Адвокат испуганно разглядывал убранство салона. Об этом автомобиле он читал недавно в журнале — не об этом, естественно, а о другом, который недавно купил на аукционе эмир Бахрейна.
«Майбах» подкатил к высоким металлическим воротам тюрьмы. Иван по команде трости нажал на клаксон, от звука которого посыпались на асфальт пролетавшие мимо голуби. Он так и держал руку на сигнале, пока из дверей тюрьмы не выскочил охранник, оторопевший поначалу при виде автомобильного чуда, но подошедший потом к «мерседесу» на полусогнутых.
— Мы забираем Анну Оливетти, графиню Монте Карло, — торжественно объявил дон Луиджи.
Адвокат протянул листок с решением судьи.
Охранник помчался выполнять приказание, не понимая, какая еще может быть графиня в их не очень уютном пеницитарном заведении.
Двери камеры открылись, и на пороге появился сам синьор начальник тюрьмы.
— Уважаемая синьорина Анна Оливетти, графиня Монте Карло! — начал он.
А потом замолчал, чтобы набрать побольше воздуха и произнести самое главное еще более торжественно.
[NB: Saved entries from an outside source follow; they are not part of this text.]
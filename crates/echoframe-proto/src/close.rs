//! Close frame payloads.
//!
//! A Close payload is either empty or a big-endian status code followed by
//! an optional UTF-8 reason. The whole payload is a control-frame payload,
//! so the reason is limited to 123 bytes.

use std::fmt;

use bytes::{BufMut, Bytes, BytesMut};

use crate::{ProtocolError, Result};

/// Maximum reason length: 125-byte control payload minus the 2-byte code.
pub const MAX_REASON_LEN: usize = 123;

/// Close status code.
///
/// Codes not listed as constants still pass through verbatim, as long as
/// they are allowed on the wire (see [`CloseCode::is_valid_on_wire`]).
#[derive(Debug, Clone, Copy, PartialEq, Eq, Hash)]
pub struct CloseCode(u16);

impl CloseCode {
    /// Normal closure
    pub const NORMAL: Self = Self(1000);
    /// Endpoint going away (server shutdown, idle timeout)
    pub const GOING_AWAY: Self = Self(1001);
    /// Protocol error
    pub const PROTOCOL_ERROR: Self = Self(1002);
    /// Data type the endpoint cannot accept
    pub const UNSUPPORTED_DATA: Self = Self(1003);
    /// No status code was present (never sent on the wire)
    pub const NO_STATUS: Self = Self(1005);
    /// Connection dropped without a Close frame (never sent on the wire)
    pub const ABNORMAL: Self = Self(1006);
    /// Payload inconsistent with the message type (invalid UTF-8)
    pub const INVALID_PAYLOAD: Self = Self(1007);
    /// Generic policy violation
    pub const POLICY_VIOLATION: Self = Self(1008);
    /// Message too big to process
    pub const MESSAGE_TOO_BIG: Self = Self(1009);
    /// Client expected an extension the server did not negotiate
    pub const MANDATORY_EXTENSION: Self = Self(1010);
    /// Unexpected server condition
    pub const INTERNAL_ERROR: Self = Self(1011);

    /// Wrap a raw status code.
    pub const fn new(code: u16) -> Self {
        Self(code)
    }

    /// Raw status code.
    pub const fn get(self) -> u16 {
        self.0
    }

    /// Check whether this code may appear in a Close frame.
    ///
    /// 1005, 1006 and 1015 are reserved for local reporting; 1004 and
    /// 1016-2999 are reserved by the protocol; anything outside 1000-4999 is
    /// invalid.
    pub const fn is_valid_on_wire(self) -> bool {
        matches!(self.0, 1000..=1003 | 1007..=1014 | 3000..=4999)
    }
}

impl From<u16> for CloseCode {
    fn from(code: u16) -> Self {
        Self(code)
    }
}

impl From<CloseCode> for u16 {
    fn from(code: CloseCode) -> Self {
        code.0
    }
}

impl fmt::Display for CloseCode {
    fn fmt(&self, f: &mut fmt::Formatter<'_>) -> fmt::Result {
        write!(f, "{}", self.0)
    }
}

/// Status code and reason carried by a Close frame.
///
/// Immutable once constructed; the reason is guaranteed to fit a control
/// frame.
#[derive(Debug, Clone, PartialEq, Eq)]
pub struct CloseInfo {
    code: CloseCode,
    reason: String,
}

impl CloseInfo {
    /// Create close info, rejecting reasons longer than 123 bytes.
    pub fn new(code: CloseCode, reason: impl Into<String>) -> Result<Self> {
        let reason = reason.into();
        if reason.len() > MAX_REASON_LEN {
            return Err(ProtocolError::CloseReasonTooLong(reason.len()));
        }
        Ok(Self { code, reason })
    }

    /// Close info without a reason.
    pub fn code_only(code: CloseCode) -> Self {
        Self { code, reason: String::new() }
    }

    /// Normal closure without a reason.
    pub fn normal() -> Self {
        Self::code_only(CloseCode::NORMAL)
    }

    /// Status code.
    pub fn code(&self) -> CloseCode {
        self.code
    }

    /// Reason text (may be empty).
    pub fn reason(&self) -> &str {
        &self.reason
    }

    /// Parse a Close frame payload.
    ///
    /// Returns `None` for an empty payload (no status code present).
    pub fn parse(payload: &[u8]) -> Result<Option<Self>> {
        match payload {
            [] => Ok(None),
            [_] => Err(ProtocolError::InvalidClosePayload(1)),
            [hi, lo, reason @ ..] => {
                let code = CloseCode::new(u16::from_be_bytes([*hi, *lo]));
                if !code.is_valid_on_wire() {
                    return Err(ProtocolError::InvalidCloseCode(code.get()));
                }
                let reason = std::str::from_utf8(reason)
                    .map_err(|_| ProtocolError::InvalidUtf8("close reason"))?;
                Self::new(code, reason).map(Some)
            },
        }
    }

    /// Encode as a Close frame payload.
    pub fn encode(&self) -> Bytes {
        let mut buf = BytesMut::with_capacity(2 + self.reason.len());
        buf.put_u16(self.code.get());
        buf.put_slice(self.reason.as_bytes());
        buf.freeze()
    }
}

impl fmt::Display for CloseInfo {
    fn fmt(&self, f: &mut fmt::Formatter<'_>) -> fmt::Result {
        if self.reason.is_empty() {
            write!(f, "{}", self.code)
        } else {
            write!(f, "{} ({})", self.code, self.reason)
        }
    }
}

#[cfg(test)]
mod tests {
    use super::*;

    #[test]
    fn parse_empty_payload() {
        assert_eq!(CloseInfo::parse(&[]).unwrap(), None);
    }

    #[test]
    fn parse_code_and_reason() {
        let info = CloseInfo::parse(b"\x03\xe8bye").unwrap().unwrap();
        assert_eq!(info.code(), CloseCode::NORMAL);
        assert_eq!(info.reason(), "bye");
    }

    #[test]
    fn parse_code_only() {
        let info = CloseInfo::parse(&[0x03, 0xe9]).unwrap().unwrap();
        assert_eq!(info.code(), CloseCode::GOING_AWAY);
        assert_eq!(info.reason(), "");
    }

    #[test]
    fn one_byte_payload_rejected() {
        assert_eq!(CloseInfo::parse(&[0x03]), Err(ProtocolError::InvalidClosePayload(1)));
    }

    #[test]
    fn reserved_codes_rejected() {
        for code in [0u16, 999, 1004, 1005, 1006, 1015, 2000, 5000] {
            let payload = code.to_be_bytes();
            assert_eq!(
                CloseInfo::parse(&payload),
                Err(ProtocolError::InvalidCloseCode(code)),
                "code {code} must be rejected"
            );
        }
    }

    #[test]
    fn application_codes_pass_through() {
        for code in [3000u16, 3999, 4000, 4999, 1012] {
            let info = CloseInfo::parse(&code.to_be_bytes()).unwrap().unwrap();
            assert_eq!(info.code().get(), code);
        }
    }

    #[test]
    fn invalid_utf8_reason_is_1007() {
        let err = CloseInfo::parse(&[0x03, 0xe8, 0xff, 0xfe]).unwrap_err();
        assert_eq!(err.close_code(), CloseCode::INVALID_PAYLOAD);
    }

    #[test]
    fn reason_length_limit() {
        assert!(CloseInfo::new(CloseCode::NORMAL, "a".repeat(MAX_REASON_LEN)).is_ok());
        assert_eq!(
            CloseInfo::new(CloseCode::NORMAL, "a".repeat(MAX_REASON_LEN + 1)),
            Err(ProtocolError::CloseReasonTooLong(MAX_REASON_LEN + 1))
        );
    }

    #[test]
    fn encode_parse_roundtrip() {
        let info = CloseInfo::new(CloseCode::new(4001), "custom").unwrap();
        let encoded = info.encode();
        assert_eq!(&encoded[..2], &[0x0f, 0xa1]);
        assert_eq!(CloseInfo::parse(&encoded).unwrap(), Some(info));
    }
}
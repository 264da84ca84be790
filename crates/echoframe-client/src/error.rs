//! Client error types.

use echoframe_core::HandshakeError;
use echoframe_proto::{CloseInfo, ProtocolError};
use thiserror::Error;

/// Errors surfaced by [`crate::Client`].
#[derive(Error, Debug)]
pub enum ClientError {
    /// Server rejected or botched the opening handshake
    #[error("handshake failed: {0}")]
    Handshake(#[from] HandshakeError),

    /// Server sent something the wire protocol forbids
    #[error("protocol violation: {0}")]
    Protocol(#[from] ProtocolError),

    /// Socket failure
    #[error("I/O error: {0}")]
    Io(#[from] std::io::Error),

    /// Server sent a Close frame while a message was expected
    #[error("closed by server: {}", .0.as_ref().map_or_else(|| "no status".to_string(), ToString::to_string))]
    Closed(Option<CloseInfo>),

    /// Stream ended without a Close frame
    #[error("connection closed without a close frame")]
    ConnectionClosed,
}
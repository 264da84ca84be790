//! Server configuration.
//!
//! Command-line flags map onto [`ConnectionConfig`] plus the handshake
//! limits the session driver enforces before the engine takes over.

use std::{net::SocketAddr, time::Duration};

use clap::Parser;
use echoframe_core::{ConnectionConfig, handshake::DEFAULT_MAX_HEAD_SIZE};

/// Default time allowed for the opening handshake.
pub const DEFAULT_HANDSHAKE_TIMEOUT: Duration = Duration::from_secs(10);

/// Command-line configuration for the echo server.
#[derive(Parser, Debug, Clone)]
#[command(name = "echoframe-server", version, about = "WebSocket echo server")]
pub struct ServerConfig {
    /// Address to listen on
    #[arg(long, default_value = "127.0.0.1:8080")]
    pub bind: SocketAddr,

    /// Upgrade path; requests for any other path get 404
    #[arg(long, default_value = "/ws")]
    pub path: String,

    /// Largest accepted frame payload in bytes
    #[arg(long, default_value_t = 16 * 1024 * 1024)]
    pub max_frame_size: u64,

    /// Largest accepted reassembled message in bytes
    #[arg(long, default_value_t = 64 * 1024 * 1024)]
    pub max_message_size: u64,

    /// How long to wait for the client's Close after sending ours
    #[arg(long, default_value_t = 5_000)]
    pub close_timeout_ms: u64,

    /// Time allowed for the opening handshake
    #[arg(long, default_value_t = 10_000)]
    pub handshake_timeout_ms: u64,

    /// Largest accepted handshake request head in bytes
    #[arg(long, default_value_t = DEFAULT_MAX_HEAD_SIZE)]
    pub max_handshake_bytes: usize,

    /// Send a Ping this often (disabled when absent)
    #[arg(long)]
    pub heartbeat_ms: Option<u64>,

    /// Close idle connections after this long (disabled when absent)
    #[arg(long)]
    pub idle_timeout_ms: Option<u64>,

    /// Fragment outgoing messages above this size (disabled when absent)
    #[arg(long)]
    pub fragment_threshold: Option<usize>,

    /// Log filter, overridden by `RUST_LOG`
    #[arg(long, default_value = "info")]
    pub log_level: String,
}

impl ServerConfig {
    /// Per-session settings derived from the flags.
    pub fn session_config(&self) -> SessionConfig {
        SessionConfig {
            connection: ConnectionConfig {
                max_frame_size: self.max_frame_size,
                max_message_size: self.max_message_size,
                close_timeout: Duration::from_millis(self.close_timeout_ms),
                fragment_threshold: self.fragment_threshold,
                heartbeat_interval: self.heartbeat_ms.map(Duration::from_millis),
                idle_timeout: self.idle_timeout_ms.map(Duration::from_millis),
                upgrade_path: Some(self.path.clone()),
            },
            handshake_timeout: Duration::from_millis(self.handshake_timeout_ms),
            max_handshake_bytes: self.max_handshake_bytes,
        }
    }
}

/// Settings for one session.
#[derive(Debug, Clone)]
pub struct SessionConfig {
    /// Engine configuration
    pub connection: ConnectionConfig,
    /// Time allowed for the opening handshake
    pub handshake_timeout: Duration,
    /// Largest accepted handshake request head
    pub max_handshake_bytes: usize,
}

impl Default for SessionConfig {
    fn default() -> Self {
        Self {
            connection: ConnectionConfig::default(),
            handshake_timeout: DEFAULT_HANDSHAKE_TIMEOUT,
            max_handshake_bytes: DEFAULT_MAX_HEAD_SIZE,
        }
    }
}
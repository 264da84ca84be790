//! Environment abstraction (time, sleep, randomness).
//!
//! Drivers take time and randomness from an [`Environment`] so the same
//! session code runs against the system clock in production and against
//! simulated time with a seeded RNG in the harness.

use std::{
    future::Future,
    time::{Duration, Instant},
};

/// Source of time and randomness for protocol drivers.
pub trait Environment: Clone + Send + Sync + 'static {
    /// Current time.
    fn now(&self) -> Instant;

    /// Suspend for `duration`.
    fn sleep(&self, duration: Duration) -> impl Future<Output = ()> + Send;

    /// Fill `buf` with random bytes.
    fn random_bytes(&self, buf: &mut [u8]);

    /// Fresh frame masking key.
    fn random_mask(&self) -> [u8; 4] {
        let mut key = [0u8; 4];
        self.random_bytes(&mut key);
        key
    }

    /// Fresh 16-byte handshake nonce.
    fn random_nonce(&self) -> [u8; 16] {
        let mut nonce = [0u8; 16];
        self.random_bytes(&mut nonce);
        nonce
    }
}

/// Production environment: tokio clock, thread-local OS-seeded RNG.
#[derive(Debug, Clone, Copy, Default)]
pub struct SystemEnv;

impl SystemEnv {
    /// Create a system environment.
    pub fn new() -> Self {
        Self
    }
}

impl Environment for SystemEnv {
    fn now(&self) -> Instant {
        tokio::time::Instant::now().into_std()
    }

    fn sleep(&self, duration: Duration) -> impl Future<Output = ()> + Send {
        tokio::time::sleep(duration)
    }

    fn random_bytes(&self, buf: &mut [u8]) {
        use rand::RngCore;
        rand::thread_rng().fill_bytes(buf);
    }
}

#[cfg(test)]
mod tests {
    use super::*;

    #[test]
    fn masks_differ() {
        let env = SystemEnv::new();
        let masks: Vec<[u8; 4]> = (0..8).map(|_| env.random_mask()).collect();
        assert!(masks.windows(2).any(|w| w[0] != w[1]));
    }

    #[tokio::test(start_paused = true)]
    async fn sleep_advances_clock() {
        let env = SystemEnv::new();
        let start = env.now();
        env.sleep(Duration::from_secs(3)).await;
        assert!(env.now() - start >= Duration::from_secs(3));
    }
}
impl<S, E, H> Session<S, E, H>
where
    S: AsyncRead + AsyncWrite + Unpin + Send,
    E: Environment,
    H: MessageHandler,
{
    /// Create a session for an accepted stream.
    ///
    /// `shutdown` flipping to `true` makes the session close with 1001.
    pub fn new(
        stream: S,
        peer: SocketAddr,
        env: E,
        handler: H,
        config: SessionConfig,
        commands: mpsc::Receiver<Command>,
        shutdown: watch::Receiver<bool>,
    ) -> Self {
        Self {
            stream,
            peer,
            env,
            handler,
            config,
            commands,
            shutdown,
            codec: FrameCodec::server(),
            read_buf: BytesMut::with_capacity(4096),
            write_buf: BytesMut::with_capacity(4096),
            shutting_down: false,
            messages_received: 0,
            messages_sent: 0,
        }
    }

    /// Run the session to completion.
    ///
    /// # Errors
    ///
    /// Fails only before the connection opened: a rejected or timed-out
    /// handshake, or a transport failure while reading it. Once Open, every
    /// outcome is reported in the [`SessionSummary`].
    pub async fn run(mut self) -> Result<SessionSummary, ConnectionError> {
        let mut conn = Connection::new(self.config.connection.clone(), self.env.now());
        self.handshake(&mut conn).await?;
        info!(peer = %self.peer, "connection open");

        let error = self.serve(&mut conn).await.err();
        if let Some(err) = &error {
            warn!(%err, "session ended with error");
        }

        if conn.finish() {
            self.release().await;
        }
        self.handler.on_close(conn.remote_close());

        let summary = SessionSummary {
            peer: self.peer,
            initiator: conn.close_initiator(),
            local_close: conn.local_close().cloned(),
            remote_close: conn.remote_close().cloned(),
            clean: conn.is_clean(),
            messages_received: self.messages_received,
            messages_sent: self.messages_sent,
            error,
        };
        info!(
            peer = %summary.peer,
            clean = summary.clean,
            received = summary.messages_received,
            sent = summary.messages_sent,
            "connection closed"
        );
        Ok(summary)
    }

    async fn handshake(&mut self, conn: &mut Connection) -> Result<(), ConnectionError> {
        let max = self.config.max_handshake_bytes;
        let head_len = tokio::select! {
            head = read_head(&mut self.stream, &mut self.read_buf, max) => head,
            () = self.env.sleep(self.config.handshake_timeout) => {
                warn!(peer = %self.peer, "handshake timed out");
                conn.finish();
                return Err(ConnectionError::Timeout { operation: "handshake" });
            },
            () = stopped(&mut self.shutdown) => {
                conn.finish();
                let aborted = io::Error::new(io::ErrorKind::ConnectionAborted, "server shutting down");
                return Err(aborted.into());
            },
        };

        let result = head_len.and_then(|len| {
            let head = self.read_buf.split_to(len);
            conn.handshake(&head, self.env.now())
        });

        match result {
            Ok(actions) => {
                self.execute(conn, actions).await?;
                Ok(())
            },
            Err(ConnectionError::Handshake(err)) => {
                warn!(peer = %self.peer, %err, status = err.status(), "handshake rejected");
                let rejection = err.rejection();
                let written = tokio::select! {
                    written = self.stream.write_all(&rejection) => written,
                    () = self.env.sleep(self.config.handshake_timeout) => {
                        Err(io::ErrorKind::TimedOut.into())
                    },
                };
                self.release().await;
                conn.finish();
                written?;
                Err(err.into())
            },
            Err(err) => {
                conn.finish();
                Err(err)
            },
        }
    }

    async fn serve(&mut self, conn: &mut Connection) -> Result<(), ConnectionError> {
        let mut commands_open = true;

        // Bytes that arrived right behind the request head.
        if self.drain(conn).await? {
            return Ok(());
        }

        loop {
            let deadline = conn.next_deadline();
            let env = self.env.clone();
            let timer = async move {
                match deadline {
                    Some(at) => env.sleep(at.saturating_duration_since(env.now())).await,
                    None => std::future::pending().await,
                }
            };

            let wake = tokio::select! {
                read = self.stream.read_buf(&mut self.read_buf) => Wake::Read(read),
                command = self.commands.recv(), if commands_open => Wake::Command(command),
                () = stopped(&mut self.shutdown), if !self.shutting_down => Wake::Shutdown,
                () = timer => Wake::Timer,
            };

            let now = self.env.now();
            let actions = match wake {
                Wake::Read(Ok(0)) => {
                    debug!("peer closed the stream");
                    return Ok(());
                },
                Wake::Read(Ok(_)) => {
                    if self.drain(conn).await? {
                        return Ok(());
                    }
                    continue;
                },
                Wake::Read(Err(err)) => return Err(err.into()),
                Wake::Command(Some(command)) => self.command(conn, command, now),
                Wake::Command(None) => {
                    commands_open = false;
                    continue;
                },
                Wake::Shutdown => {
                    self.shutting_down = true;
                    info!("server shutting down, closing connection");
                    conn.close(CloseInfo::code_only(CloseCode::GOING_AWAY), now).unwrap_or_default()
                },
                Wake::Timer => conn.tick(now),
            };

            if self.execute(conn, actions).await? {
                return Ok(());
            }
        }
    }

    /// Feed buffered input to the engine until it stops producing
    /// messages. Returns `true` once the transport was shut down.
    async fn drain(&mut self, conn: &mut Connection) -> Result<bool, ConnectionError> {
        loop {
            let actions = conn.receive(&mut self.read_buf, self.env.now())?;
            let delivered = actions.iter().any(|a| matches!(a, ConnectionAction::Deliver(_)));
            if self.execute(conn, actions).await? {
                return Ok(true);
            }
            if !delivered {
                return Ok(false);
            }
        }
    }

    fn command(
        &mut self,
        conn: &mut Connection,
        command: Command,
        now: Instant,
    ) -> Vec<ConnectionAction> {
        let result = match command {
            Command::Send(message) => conn.send(message).inspect(|_| self.messages_sent += 1),
            Command::Ping(payload) => conn.ping(payload),
            Command::Close(info) => conn.close(info, now),
        };
        result.unwrap_or_else(|err| {
            debug!(%err, "dropping command");
            Vec::new()
        })
    }

    /// Execute engine actions in order, then flush. Returns `true` if the
    /// transport was shut down.
    async fn execute(
        &mut self,
        conn: &mut Connection,
        actions: Vec<ConnectionAction>,
    ) -> Result<bool, ConnectionError> {
        let mut queue = VecDeque::from(actions);
        let mut close = None;

        while let Some(action) = queue.pop_front() {
            match action {
                ConnectionAction::SendHandshake(bytes) => self.write_buf.extend_from_slice(&bytes),
                ConnectionAction::SendFrame(frame) => {
                    debug!(opcode = ?frame.opcode, len = frame.payload.len(), fin = frame.fin, "send");
                    self.codec.encode(&frame, [0; 4], &mut self.write_buf);
                },
                ConnectionAction::Deliver(message) => {
                    self.messages_received += 1;
                    debug!(kind = ?message.kind(), len = message.len(), "message");
                    if let Some(reply) = self.handler.on_message(message) {
                        match conn.send(reply) {
                            Ok(frames) => {
                                self.messages_sent += 1;
                                for frame in frames.into_iter().rev() {
                                    queue.push_front(frame);
                                }
                            },
                            Err(err) => debug!(%err, "reply dropped"),
                        }
                    }
                },
                ConnectionAction::Close { reason } => close = Some(reason),
            }
        }

        if let Some(reason) = self.write_out(conn).await? {
            close = Some(reason);
        }

        match close {
            Some(reason) => {
                debug!(%reason, "shutting transport down");
                self.release().await;
                conn.finish();
                Ok(true)
            },
            None => Ok(false),
        }
    }

    /// Write and flush everything encoded so far.
    ///
    /// Shutdown and engine timers are served while the write is pending;
    /// frames they produce are queued behind the pending bytes. Once the
    /// connection is no longer Open the rest of the output must go out
    /// within `close_timeout`. Returns a reason if the engine gave up on the
    /// transport meanwhile.
    async fn write_out(&mut self, conn: &mut Connection) -> Result<Option<String>, ConnectionError> {
        let mut grace = None;

        while !self.write_buf.is_empty() {
            let now = self.env.now();
            if grace.is_none() && !conn.is_open() {
                grace = Some(now + conn.config().close_timeout);
            }
            let deadline = match (grace, conn.next_deadline()) {
                (Some(a), Some(b)) => Some(a.min(b)),
                (a, b) => a.or(b),
            };
            let env = self.env.clone();
            let timer = async move {
                match deadline {
                    Some(at) => env.sleep(at.saturating_duration_since(env.now())).await,
                    None => std::future::pending().await,
                }
            };

            // `write` is cancel safe: a losing branch wrote nothing.
            let wake = tokio::select! {
                written = self.stream.write(&self.write_buf) => WriteWake::Written(written),
                () = stopped(&mut self.shutdown), if !self.shutting_down => WriteWake::Shutdown,
                () = timer => WriteWake::Timer,
            };

            let now = self.env.now();
            let actions = match wake {
                WriteWake::Written(Ok(0)) => {
                    return Err(io::Error::from(io::ErrorKind::WriteZero).into());
                },
                WriteWake::Written(Ok(n)) => {
                    self.write_buf.advance(n);
                    continue;
                },
                WriteWake::Written(Err(err)) => return Err(err.into()),
                WriteWake::Shutdown => {
                    self.shutting_down = true;
                    info!("server shutting down while peer is not reading");
                    conn.close(CloseInfo::code_only(CloseCode::GOING_AWAY), now)
                        .unwrap_or_default()
                },
                WriteWake::Timer if grace.is_some_and(|at| now >= at) => {
                    warn!("peer stopped reading, dropping connection");
                    return Err(ConnectionError::Timeout { operation: "write" });
                },
                WriteWake::Timer => conn.tick(now),
            };

            for action in actions {
                match action {
                    ConnectionAction::SendFrame(frame) => {
                        self.codec.encode(&frame, [0; 4], &mut self.write_buf);
                    },
                    ConnectionAction::Close { reason } => return Ok(Some(reason)),
                    ConnectionAction::SendHandshake(_) | ConnectionAction::Deliver(_) => {},
                }
            }
        }

        let flushed = tokio::select! {
            flushed = self.stream.flush() => flushed,
            () = self.env.sleep(conn.config().close_timeout), if !conn.is_open() => {
                return Err(ConnectionError::Timeout { operation: "flush" });
            },
        };
        flushed?;
        Ok(None)
    }

    /// Shut the write half down, giving up after `close_timeout`.
    async fn release(&mut self) {
        let grace = self.config.connection.close_timeout;
        tokio::select! {
            _ = self.stream.shutdown() => {},
            () = self.env.sleep(grace) => debug!("transport shutdown timed out"),
        }
    }
}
— Графиня? — удивилась староста, и бровь ее поползла вверх, а глаза из орбит, — графи-иня! — прошептала она с восторгом.
А синьор начальник продолжил:
— Уважаемая синьорина графиня, решением суда Вы освобождаетесь под денежный залог до судебного разбирательства по Вашему делу.
— Ура! — закричали три женщины.
А в соседней камере раздалось:
— Подруги, в чем дело?
— Нашу Анну освобождают! — крикнула, спрыгивая с верхней койки, бывшая школьная гардеробщица, которая тырила из детских карманов мелочь и жевательную резинку. Она попалась на том, что у нее нашли огромную коллекцию цветных вкладышей с изображениями черепашек-ниндзя, кинг-конгов, бэтменов, терминаторов, человеков-пауков, голой Шарон Стоун и одетой Белоснежки.